• [WHAT IS REQUIRED]
Take the listing below and print exactly the lines starting at the line containing "user is scrolling." and ending at the line containing "impl<O: SessionObserver> SyncSession<O, SystemClock>", both ends included, and no others.

******

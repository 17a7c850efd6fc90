//! Wiring between the playback index, the scroll guard and the UI collaborators.
//!
//! The session owns no player. Time ticks, manual-scroll signals and
//! activation clicks are pushed in; highlight, scroll and seek requests go out
//! through a [`SessionObserver`].

use std::time::Duration;

use crate::{
    error::CaptionResult,
    grouper::SegmentGrouper,
    model::{DisplaySegment, RawCaptionSegment},
    playback::{ActiveSegmentChange, PlaybackIndex, SeekRequest},
    scroll::{Clock, ScrollGuard, SystemClock},
};

pub trait SessionObserver {
    /// Every active-segment change, including a change to "none".
    fn highlight(&mut self, _change: &ActiveSegmentChange) {}

    /// Bring the active segment into view. Skipped while the user is scrolling.
    fn scroll_to(&mut self, _index: usize, _segment: &DisplaySegment) {}

    /// Forward a validated activation to the player.
    fn seek(&mut self, _request: SeekRequest) {}
}

pub struct SyncSession<O, C: Clock = SystemClock> {
    grouper: SegmentGrouper,
    index: PlaybackIndex,
    guard: ScrollGuard<C>,
    observer: O,
}

impl<O: SessionObserver> SyncSession<O, SystemClock> {
    pub fn new(grouper: SegmentGrouper, observer: O) -> Self {
        Self::with_clock(grouper, observer, SystemClock, crate::scroll::DEFAULT_COOLDOWN)
    }
}

impl<O: SessionObserver, C: Clock> SyncSession<O, C> {
    pub fn with_clock(grouper: SegmentGrouper, observer: O, clock: C, cooldown: Duration) -> Self {
        Self {
            grouper,
            index: PlaybackIndex::default(),
            guard: ScrollGuard::new(clock, cooldown),
            observer,
        }
    }

    /// Regroup a full raw stream and resync the active segment.
    pub fn load(&mut self, raw: &[RawCaptionSegment]) -> &[DisplaySegment] {
        let segments = self.grouper.group(raw);
        tracing::info!(raw = raw.len(), segments = segments.len(), "transcript loaded");
        if let Some(change) = self.index.replace(segments) {
            self.dispatch(&change);
        }
        self.index.segments()
    }

    pub fn tick(&mut self, t: f64) -> Option<ActiveSegmentChange> {
        let change = self.index.on_time_update(t)?;
        self.dispatch(&change);
        Some(change)
    }

    pub fn manual_scroll(&mut self) {
        self.guard.notify_manual_scroll();
    }

    pub fn activate(&mut self, start: f64) -> CaptionResult<SeekRequest> {
        let request = self.index.resolve_activation(start)?;
        self.observer.seek(request);
        Ok(request)
    }

    pub fn segments(&self) -> &[DisplaySegment] {
        self.index.segments()
    }

    pub fn index(&self) -> &PlaybackIndex {
        &self.index
    }

    pub fn guard(&self) -> &ScrollGuard<C> {
        &self.guard
    }

    pub fn observer(&self) -> &O {
        &self.observer
    }

    pub fn into_observer(self) -> O {
        self.observer
    }

    fn dispatch(&mut self, change: &ActiveSegmentChange) {
        self.observer.highlight(change);

        let (Some(index), Some(segment)) = (change.index, change.segment.as_ref()) else {
            return;
        };
        if self.guard.is_suppressed() {
            tracing::debug!(
                index,
                remaining_ms = self.guard.remaining().as_millis() as u64,
                "auto-scroll suppressed"
            );
            return;
        }
        self.observer.scroll_to(index, segment);
    }
}
//! Caption text cleanup.
//!
//! Auto-generated captions (YouTube's rolling VTT in particular) carry inline
//! word timings like `<00:00:01.234>`, styling tags such as `<c.colorE5E5E5>` and
//! HTML entities. [`sanitize`] reduces all of that to plain, single-spaced text.

use once_cell::sync::Lazy;
use regex::Regex;

static TIMING_MARKER: Lazy<Regex> =
    Lazy::new(|| Regex::new(r"<\d{1,2}:\d{2}:\d{2}(?:\.\d{1,3})?>").expect("timing marker regex"));

static MARKUP_TAG: Lazy<Regex> = Lazy::new(|| {
    Regex::new(r"</?[A-Za-z][A-Za-z0-9]*(?:\.[^\s<>]*)?(?:\s[^<>]*)?/?>").expect("markup tag regex")
});

static ANGLE_SPAN: Lazy<Regex> = Lazy::new(|| Regex::new(r"<[^<>]*>").expect("angle span regex"));

static WHITESPACE: Lazy<Regex> = Lazy::new(|| Regex::new(r"\s+").expect("whitespace regex"));

static TIMESTAMP_ONLY: Lazy<Regex> = Lazy::new(|| {
    let t = r"(?:\d{1,2}:[0-5]\d:[0-5]\d|\d{1,3}:[0-5]\d)";
    Regex::new(&format!(r"^(?:{t}|\[\s*{t}\s*\]|\(\s*{t}\s*\))$")).expect("timestamp regex")
});

const ENTITIES: &[(&str, &str)] = &[
    ("&nbsp;", " "),
    ("&lt;", "<"),
    ("&gt;", ">"),
    ("&quot;", "\""),
    ("&#39;", "'"),
    ("&apos;", "'"),
    ("&amp;", "&"),
];

/// Strip markup and timing artifacts, decode entities, collapse whitespace.
pub fn sanitize(raw: &str) -> String {
    let s = TIMING_MARKER.replace_all(raw, "");
    let s = MARKUP_TAG.replace_all(&s, "");
    let s = ANGLE_SPAN.replace_all(&s, "");
    let s = decode_entities(&s);
    WHITESPACE.replace_all(&s, " ").trim().to_string()
}

/// True for captions that are nothing but a rendered clock (`1:23`, `[01:23:45]`, `(0:05)`).
pub fn is_timestamp_only(text: &str) -> bool {
    TIMESTAMP_ONLY.is_match(text.trim())
}

fn decode_entities(s: &str) -> String {
    if !s.contains('&') {
        return s.to_string();
    }
    // &amp; is last so "&amp;lt;" decodes to "&lt;", not "<".
    ENTITIES
        .iter()
        .fold(s.to_string(), |acc, (from, to)| acc.replace(from, to))
}

#[cfg(test)]
mod tests {
    use super::*;

    #[test]
    fn strips_inline_timing_and_styling() {
        let raw = "so<00:00:01.120><c> today</c><00:00:01.480><c> we're</c>";
        assert_eq!(sanitize(raw), "so today we're");
    }

    #[test]
    fn strips_tags_with_attributes() {
        assert_eq!(
            sanitize(r##"<font color="#ffffff">hello</font>   <i>there</i>"##),
            "hello there"
        );
        assert_eq!(sanitize("<c.colorE5E5E5>grey</c>"), "grey");
    }

    #[test]
    fn removes_leftover_angle_spans() {
        assert_eq!(sanitize("a <123 weird> b"), "a b");
    }

    #[test]
    fn malformed_markup_is_left_partially() {
        assert_eq!(sanitize("unclosed <b text"), "unclosed <b text");
    }

    #[test]
    fn collapses_whitespace_and_trims() {
        assert_eq!(sanitize("  one\n\ttwo   three  "), "one two three");
        assert_eq!(sanitize("   "), "");
    }

    #[test]
    fn decodes_common_entities() {
        assert_eq!(sanitize("it&#39;s rock &amp; roll"), "it's rock & roll");
        assert_eq!(sanitize("&amp;lt;"), "&lt;");
    }

    #[test]
    fn timestamp_only_renderings() {
        for t in ["1:23", "12:05", "1:02:03", "[01:23:45]", "(0:05)", " [ 3:10 ] "] {
            assert!(is_timestamp_only(t), "{t}");
        }
        for t in ["1:23 intro", "1:75", "hello", "[music]", "", "1:2"] {
            assert!(!is_timestamp_only(t), "{t}");
        }
    }
}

******

• [TASK ANSWER]
    /// Bring the active segment into view. Skipped while the user is scrolling.
    fn scroll_to(&mut self, _index: usize, _segment: &DisplaySegment) {}

    /// Forward a validated activation to the player.
    fn seek(&mut self, _request: SeekRequest) {}
}

pub struct SyncSession<O, C: Clock = SystemClock> {
    grouper: SegmentGrouper,
    index: PlaybackIndex,
    guard: ScrollGuard<C>,
    observer: O,
}

impl<O: SessionObserver> SyncSession<O, SystemClock> {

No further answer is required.